When Mico and I meet at Mi Cocina in the Highland Park Village, the first stop of a half-day together, the restaurant is largely empty, lunch still three
hours away. The place is sleek and hip-no pinatas, bullfighting posters, or velvet paintings of senoritas. A four-paneled painting by Mexican artist Luis Sotill hangs on one wall, reflecting the four seasons of Mexico. Next to it hangs a Daniel Bayless portrait of Mico's grandmother.
Mico is large and welcoming. He is dressed in black warmups and running shoes. Monday is personal trainer day. "I still get goosebumps every time I come in here," Mico says, releasing my hand. He should. Thirty years ago. his grandfather was a grillman in this very same location, in a steakhouse named Sammy's. It's Mico's now.
The staff senses that the boss is in the house. As Mico points out various elements of the recent redesign, a collaboration with architectural partner ZERO 3, the busboys keep their heads down and wipe tables and stack glasses. Suddenly, Mice, directs my attention to the woman singing in Spanish over the sound system.

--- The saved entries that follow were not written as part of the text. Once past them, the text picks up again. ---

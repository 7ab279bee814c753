// src/platform/unsupported.rs

use std::net::IpAddr;

use crate::error::{PlatformError, Result};
use crate::platform::{
    GatewayDiscovery, ServiceControl, ServiceState, TaskScheduler, UninstallRegistry,
};
use crate::registry::UninstallData;
use crate::task::TaskDefinition;

/// Service control for targets without a Windows service manager.
pub struct UnsupportedServices;

pub struct UnsupportedGateway;

pub struct UnsupportedRegistry;

pub struct UnsupportedScheduler;

impl UnsupportedRegistry {
    pub fn new(_key_name: impl Into<String>) -> Self {
        UnsupportedRegistry
    }
}

impl ServiceControl for UnsupportedServices {
    fn exists(&self, _name: &str) -> Result<bool> {
        Err(PlatformError::Unsupported("Service control"))
    }

    fn state(&self, _name: &str) -> Result<ServiceState> {
        Err(PlatformError::Unsupported("Service control"))
    }

    fn start(&self, _name: &str) -> Result<()> {
        Err(PlatformError::Unsupported("Service control"))
    }

    fn stop(&self, _name: &str) -> Result<()> {
        Err(PlatformError::Unsupported("Service control"))
    }
}

impl GatewayDiscovery for UnsupportedGateway {
    fn default_gateway(&self) -> Result<IpAddr> {
        Err(PlatformError::Unsupported("Gateway discovery"))
    }
}

impl UninstallRegistry for UnsupportedRegistry {
    fn read(&self) -> Result<Option<UninstallData>> {
        Err(PlatformError::Unsupported("The uninstall registry"))
    }

    fn write(&self, _data: &UninstallData) -> Result<()> {
        Err(PlatformError::Unsupported("The uninstall registry"))
    }

    fn delete(&self) -> Result<()> {
        Err(PlatformError::Unsupported("The uninstall registry"))
    }
}

impl TaskScheduler for UnsupportedScheduler {
    fn exists(&self, _path: &str) -> Result<bool> {
        Err(PlatformError::Unsupported("The task scheduler"))
    }

    fn delete(&self, _path: &str) -> Result<()> {
        Err(PlatformError::Unsupported("The task scheduler"))
    }

    fn create(&self, _path: &str, _definition: &TaskDefinition) -> Result<()> {
        Err(PlatformError::Unsupported("The task scheduler"))
    }

    fn run(&self, _path: &str) -> Result<()> {
        Err(PlatformError::Unsupported("The task scheduler"))
    }
}

/// Only Windows installs need elevation checks; elsewhere every platform
/// call fails with `Unsupported` instead.
pub fn is_elevated() -> bool {
    true
}

#[cfg(test)]
mod tests {
    use super::*;

    #[test]
    fn every_call_reports_unsupported() {
        assert!(matches!(
            UnsupportedServices.exists("WireGuardTunnel$Office"),
            Err(PlatformError::Unsupported(_))
        ));
        assert!(matches!(
            UnsupportedGateway.default_gateway(),
            Err(PlatformError::Unsupported(_))
        ));
        assert!(UnsupportedRegistry::new("WGToggle").read().is_err());
        assert!(UnsupportedScheduler.exists("\\SCJ\\WireGuard Toggle").is_err());
    }
}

"What's she saying?" I ask.
"Cry for what you didn't do," he says. "Cry for what you weren't."
Mico Rodriguez has no such song to sing: He's living his dream.
He wasn't thinking that he was going to sit at the head of a $45 million restaurant group when he opened the first Mi Cocina in June 1991. He simply wanted to buy a house for his wife. Mico has spent his entire life in restaurants. When he was 6, he was the waterboy at an El Chico on Mockingbird managed by his mother and stepfather. He followed his mother when she opened Mia's on Lemmon Avenue, where he excelled at seating unlikely combinations of single guests. The pairings, in effect blind dates over chips and hot sauce, often resulted in friendships and always resulted in a full house. By the fall of 1989, however, Mico Rodriguez was itching to go out on his own, to start his own band, as he describes it. He called Ray Washburne.
Washburne was a longtime customer of Mia's. He likens it to the PBS program Fawlty Towers. "Half the fun of going was to watch the family hug, cry, love, and yell," Washburne says. Nevertheless, to him, Mico's call was out of context. "Although we were friendly with each other," Washburne remembers, "I knew him only from Mia's." The men agreed to meet at a Chinese place near Stemmons.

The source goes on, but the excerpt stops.